■ **Problem details**: Whenever a line in the entries below contains the string "from", copy that line.

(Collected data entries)
pub mod config;
pub mod handlers;
pub mod models;

use actix_web::{web, App, HttpServer};
use anyhow::{Context, Result};
use std::sync::Arc;
use std::time::Instant;
use tracing::{debug, error, info, instrument};

use crate::api::config::ApiConfig;
use crate::api::handlers::{health_check, robots_handler, sitemap_handler};
use crate::sitemap::{find_country, render_sitemap, BackendClient, SitemapAggregator, COUNTRIES};

/// State shared by all request handlers
pub struct AppState {
    pub aggregator: SitemapAggregator,
    pub site_url: String,
    pub started_at: Instant,
}

impl AppState {
    /// Builds the backend client and aggregator from the configuration
    pub fn new(config: &ApiConfig) -> Result<Self> {
        let client = Arc::new(BackendClient::new(config)?);
        Ok(Self {
            aggregator: SitemapAggregator::new(client, config.site_url.clone()),
            site_url: config.site_url.clone(),
            started_at: Instant::now(),
        })
    }
}

/// A sitemap built outside the HTTP server
#[derive(Debug, Clone)]
pub struct GeneratedSitemap {
    pub xml: String,
    pub entry_count: usize,
    /// The backend failed and only static pages were rendered
    pub fallback: bool,
}

/// Builds and renders one country sitemap, as the `generate` command does
///
/// # Arguments
/// * `config` - Service configuration (backend, paging limits, site URL)
/// * `country_code` - Country to build, e.g. `ae`
///
/// # Returns
/// * `Result<GeneratedSitemap>` - The rendered XML, which is the static-page
///   fallback when the backend failed, or an error for an unknown country
#[instrument(skip(config))]
pub async fn generate_sitemap(config: &ApiConfig, country_code: &str) -> Result<GeneratedSitemap> {
    let country = find_country(country_code)
        .with_context(|| format!("Unknown country code '{}'", country_code))?;
    let state = AppState::new(config)?;

    let outcome = state.aggregator.build(country).await;
    if outcome.is_fallback() {
        error!("Sitemap for {} fell back to static pages", country.country_code);
    } else {
        info!("Generated {} entries for {}", outcome.entries().len(), country.country_code);
    }

    Ok(GeneratedSitemap {
        xml: render_sitemap(outcome.entries()),
        entry_count: outcome.entries().len(),
        fallback: outcome.is_fallback(),
    })
}

/// Registers every route of the service
///
/// Each country gets its own `/{code}/sitemap.xml` resource, so an unknown
/// country never reaches the sitemap handler.
pub fn configure_routes(cfg: &mut web::ServiceConfig) {
    for country in COUNTRIES {
        let path = format!("/{}/sitemap.xml", country.country_code);
        debug!("Registering sitemap route {}", path);
        cfg.route(
            &path,
            web::get().to(move |state: web::Data<AppState>| sitemap_handler(state, country)),
        );
    }
    cfg.route("/robots.txt", web::get().to(robots_handler))
        .route("/health", web::get().to(health_check));
}

/// Starts the HTTP server with the specified configuration
///
/// # Arguments
/// * `config` - Service configuration (bind address, backend, paging limits)
///
/// # Returns
/// * `Result<()>` - Success once the server stops, or an error
#[instrument(skip_all, fields(host = %config.host, port = config.port))]
pub async fn start_server(config: ApiConfig) -> Result<()> {
    info!("Starting SEO service on {}:{}", config.host, config.port);

    let state = web::Data::new(AppState::new(&config)?);

    let server_result = HttpServer::new(move || {
        App::new()
            .app_data(state.clone())
            .configure(configure_routes)
    })
    .bind((config.host.as_str(), config.port))
    .map_err(|e| {
        error!("Failed to bind to {}:{}: {}", config.host, config.port, e);
        e
    })?
    .run()
    .await;

    if let Err(e) = server_result {
        error!("Server error: {}", e);
        return Err(e.into());
    }

    info!("Server shutdown complete");
    Ok(())
}
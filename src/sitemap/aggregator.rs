use anyhow::Result;
use chrono::{DateTime, Utc};
use futures::future::try_join_all;
use std::sync::Arc;
use tracing::{debug, error, info, instrument, warn};

use super::client::BackendClient;
use super::country::{CountryConfig, SitemapCategory};
use super::entry::{ChangeFrequency, SitemapEntry};
use super::records::{
    BlogRecord, BrandRecord, CategoryRecord, CityListingRecord, CompanyRecord, EntryContext,
    ListingRecord, SitemapRecord, StateRecord, VehicleRecord, VehicleSeriesRecord,
};

/// Pages that exist for every country regardless of backend content
const STATIC_PAGES: &[(&str, ChangeFrequency, f32)] = &[
    ("", ChangeFrequency::Daily, 1.0),
    ("about-us", ChangeFrequency::Monthly, 0.5),
    ("faq", ChangeFrequency::Monthly, 0.5),
    ("privacy-policy", ChangeFrequency::Monthly, 0.5),
    ("terms-condition", ChangeFrequency::Monthly, 0.5),
    ("blog", ChangeFrequency::Monthly, 0.5),
];

/// Result of building a country sitemap
#[derive(Debug, Clone, PartialEq)]
pub enum SitemapOutcome {
    /// Every category was fetched
    Complete(Vec<SitemapEntry>),
    /// Aggregation failed; only static pages are listed
    Fallback(Vec<SitemapEntry>),
}

impl SitemapOutcome {
    pub fn entries(&self) -> &[SitemapEntry] {
        match self {
            SitemapOutcome::Complete(entries) | SitemapOutcome::Fallback(entries) => entries,
        }
    }

    pub fn is_fallback(&self) -> bool {
        matches!(self, SitemapOutcome::Fallback(_))
    }
}

/// Collects every crawlable URL of a country from the backend
pub struct SitemapAggregator {
    client: Arc<BackendClient>,
    site_url: String,
}

impl SitemapAggregator {
    pub fn new(client: Arc<BackendClient>, site_url: impl Into<String>) -> Self {
        Self {
            client,
            site_url: site_url.into(),
        }
    }

    fn context<'a>(&'a self, country: &'a CountryConfig, generated_at: DateTime<Utc>) -> EntryContext<'a> {
        EntryContext {
            site_url: &self.site_url,
            country_code: country.country_code,
            generated_at,
        }
    }

    /// Entries for the pages every country has, used on their own as the fallback
    pub fn static_entries(&self, country: &CountryConfig, generated_at: DateTime<Utc>) -> Vec<SitemapEntry> {
        let ctx = self.context(country, generated_at);
        static_entries(&ctx)
    }

    /// Fetches all categories of `country` and flattens them in the country's category order
    ///
    /// Remote categories are requested concurrently; pages within a category
    /// are requested one after another. Any failure aborts the whole run.
    ///
    /// # Arguments
    /// * `country` - Country to build the sitemap for
    ///
    /// # Returns
    /// * `Result<Vec<SitemapEntry>>` - All entries, or the first error encountered
    #[instrument(level = "debug", skip_all, fields(country = country.country_code))]
    pub async fn aggregate(&self, country: &CountryConfig) -> Result<Vec<SitemapEntry>> {
        let ctx = self.context(country, Utc::now());
        debug!("Aggregating {} categories", country.categories.len());

        let groups = try_join_all(
            country
                .categories
                .iter()
                .map(|category| self.collect_category(*category, country, &ctx)),
        )
        .await?;

        let entries: Vec<SitemapEntry> = groups.into_iter().flatten().collect();
        info!("Aggregated {} sitemap entries for {}", entries.len(), country.country_code);
        Ok(entries)
    }

    /// Builds the sitemap for `country`, degrading to the static pages on any failure
    #[instrument(skip_all, fields(country = country.country_code))]
    pub async fn build(&self, country: &CountryConfig) -> SitemapOutcome {
        match self.aggregate(country).await {
            Ok(entries) => SitemapOutcome::Complete(entries),
            Err(e) => {
                error!("Sitemap aggregation for {} failed, serving static pages only: {:#}", country.country_code, e);
                SitemapOutcome::Fallback(self.static_entries(country, Utc::now()))
            }
        }
    }

    async fn collect_category(
        &self,
        category: SitemapCategory,
        country: &CountryConfig,
        ctx: &EntryContext<'_>,
    ) -> Result<Vec<SitemapEntry>> {
        match category {
            SitemapCategory::StaticPages => Ok(static_entries(ctx)),
            SitemapCategory::States => self.collect::<StateRecord>(category, country, ctx).await,
            SitemapCategory::Categories => self.collect::<CategoryRecord>(category, country, ctx).await,
            SitemapCategory::Brands => self.collect::<BrandRecord>(category, country, ctx).await,
            SitemapCategory::ListingPages => self.collect::<ListingRecord>(category, country, ctx).await,
            SitemapCategory::CityListingPages => self.collect::<CityListingRecord>(category, country, ctx).await,
            SitemapCategory::Vehicles => self.collect::<VehicleRecord>(category, country, ctx).await,
            SitemapCategory::VehicleSeries => self.collect::<VehicleSeriesRecord>(category, country, ctx).await,
            SitemapCategory::Blogs => self.collect::<BlogRecord>(category, country, ctx).await,
            SitemapCategory::Companies => self.collect::<CompanyRecord>(category, country, ctx).await,
        }
    }

    async fn collect<T: SitemapRecord>(
        &self,
        category: SitemapCategory,
        country: &CountryConfig,
        ctx: &EntryContext<'_>,
    ) -> Result<Vec<SitemapEntry>> {
        let records = self.client.fetch_all::<T>(category, country).await?;
        let entries: Vec<SitemapEntry> =
            records.iter().filter_map(|record| record.to_entry(ctx)).collect();

        let skipped = records.len() - entries.len();
        if skipped > 0 {
            warn!("Skipped {} {} records with a blank path segment", skipped, category.name());
        }
        Ok(entries)
    }
}

fn static_entries(ctx: &EntryContext<'_>) -> Vec<SitemapEntry> {
    STATIC_PAGES
        .iter()
        .map(|(path, frequency, priority)| {
            SitemapEntry::new(ctx.url(path), ctx.generated_at, *frequency, *priority)
        })
        .collect()
}

#[cfg(test)]
mod tests {
    use super::*;
    use crate::api::config::ApiConfig;
    use crate::sitemap::country::{INDIA, UAE};

    fn aggregator(api_base_url: &str) -> SitemapAggregator {
        let config = ApiConfig {
            api_base_url: api_base_url.to_string(),
            ..ApiConfig::default()
        };
        let client = BackendClient::new(&config).unwrap();
        SitemapAggregator::new(Arc::new(client), "https://ride.rent")
    }

    #[test]
    fn test_static_entries() {
        let entries = aggregator("http://127.0.0.1:9").static_entries(&UAE, Utc::now());

        assert_eq!(entries.len(), STATIC_PAGES.len());
        assert_eq!(entries[0].url(), "https://ride.rent/ae");
        assert_eq!(entries[0].priority(), 1.0);
        assert!(entries.iter().any(|e| e.url() == "https://ride.rent/ae/faq"));
    }

    #[tokio::test]
    async fn test_unreachable_backend_falls_back_to_static_pages() {
        // Port 9 (discard) refuses connections on test hosts
        let aggregator = aggregator("http://127.0.0.1:9");

        for country in [&UAE, &INDIA] {
            let outcome = aggregator.build(country).await;
            assert!(outcome.is_fallback());
            assert_eq!(outcome.entries().len(), STATIC_PAGES.len());
            assert!(outcome.entries()[0].url().ends_with(country.country_code));
        }
    }
}
use chrono::SecondsFormat;
use quick_xml::escape::escape;

use super::entry::SitemapEntry;

pub const SITEMAP_NAMESPACE: &str = "http://www.sitemaps.org/schemas/sitemap/0.9";
pub const IMAGE_NAMESPACE: &str = "http://www.google.com/schemas/sitemap-image/1.1";

/// Serializes entries as a sitemap-protocol `<urlset>` document
///
/// All text content goes through XML escaping, so URLs carrying `&` query
/// separators or quotes stay well-formed.
pub fn render_sitemap(entries: &[SitemapEntry]) -> String {
    // Roughly 200 bytes per <url> block
    let mut xml = String::with_capacity(256 + entries.len() * 200);

    xml.push_str("<?xml version=\"1.0\" encoding=\"UTF-8\"?>\n");
    xml.push_str(&format!(
        "<urlset xmlns=\"{}\" xmlns:image=\"{}\">\n",
        SITEMAP_NAMESPACE, IMAGE_NAMESPACE
    ));

    for entry in entries {
        xml.push_str("  <url>\n");
        xml.push_str(&format!("    <loc>{}</loc>\n", escape(entry.url())));
        xml.push_str(&format!(
            "    <lastmod>{}</lastmod>\n",
            entry.last_modified().to_rfc3339_opts(SecondsFormat::Secs, true)
        ));
        xml.push_str(&format!("    <changefreq>{}</changefreq>\n", entry.change_frequency()));
        xml.push_str(&format!("    <priority>{:.1}</priority>\n", entry.priority()));
        for image in entry.images() {
            xml.push_str(&format!(
                "    <image:image>\n      <image:loc>{}</image:loc>\n    </image:image>\n",
                escape(image.as_str())
            ));
        }
        xml.push_str("  </url>\n");
    }

    xml.push_str("</urlset>\n");
    xml
}
pub mod api;
pub mod query;
pub mod sitemap;
pub mod utils;
use actix_web::http::header::{CacheControl, CacheDirective};
use actix_web::{web, HttpResponse, Responder};
use tracing::{debug, info, instrument, warn};
use uuid::Uuid;

use crate::api::models::HealthStatus;
use crate::api::AppState;
use crate::sitemap::{render_sitemap, CountryConfig, COUNTRIES};

/// Seconds crawlers and CDNs may cache a successful sitemap
const SITEMAP_MAX_AGE: u32 = 3600;

/// HTTP handler for a country sitemap
///
/// Always answers with a well-formed XML document: 200 with the full
/// sitemap, or 500 with the static pages when aggregation failed.
///
/// # Arguments
/// * `state` - Shared application state holding the aggregator
/// * `country` - Country bound to this route at registration time
///
/// # Returns
/// * `application/xml` response
#[instrument(skip_all, fields(country = country.country_code, request_id = %Uuid::new_v4()))]
pub async fn sitemap_handler(state: web::Data<AppState>, country: &'static CountryConfig) -> HttpResponse {
    info!("Received sitemap request for {}", country.country_code);

    let outcome = state.aggregator.build(country).await;
    let body = render_sitemap(outcome.entries());
    debug!("Rendered {} entries into {} bytes", outcome.entries().len(), body.len());

    if outcome.is_fallback() {
        warn!("Serving fallback sitemap for {}", country.country_code);
        return HttpResponse::InternalServerError()
            .content_type("application/xml")
            .insert_header(CacheControl(vec![CacheDirective::NoStore]))
            .body(body);
    }

    HttpResponse::Ok()
        .content_type("application/xml")
        .insert_header(CacheControl(vec![CacheDirective::Public, CacheDirective::MaxAge(SITEMAP_MAX_AGE)]))
        .body(body)
}

/// Serves robots.txt pointing crawlers at every country sitemap
#[instrument(skip_all)]
pub async fn robots_handler(state: web::Data<AppState>) -> impl Responder {
    let site_url = state.site_url.trim_end_matches('/');
    let mut body = String::from("User-agent: *\nAllow: /\n\n");
    for country in COUNTRIES {
        body.push_str(&format!("Sitemap: {}/{}/sitemap.xml\n", site_url, country.country_code));
    }

    HttpResponse::Ok().content_type("text/plain; charset=utf-8").body(body)
}

/// Health check endpoint for monitoring service status
#[instrument(skip_all)]
pub async fn health_check(state: web::Data<AppState>) -> impl Responder {
    let uptime_secs = state.started_at.elapsed().as_secs();
    debug!("Health check: uptime={}s", uptime_secs);

    HttpResponse::Ok().json(HealthStatus {
        status: "healthy".to_string(),
        countries: COUNTRIES.iter().map(|c| c.country_code.to_string()).collect(),
        uptime_secs,
    })
}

■ **Output of the task**:
    /// Builds the backend client and aggregator from the configuration
/// Collects every crawlable URL of a country from the backend
    let mut body = String::from("User-agent: *\nAllow: /\n\n");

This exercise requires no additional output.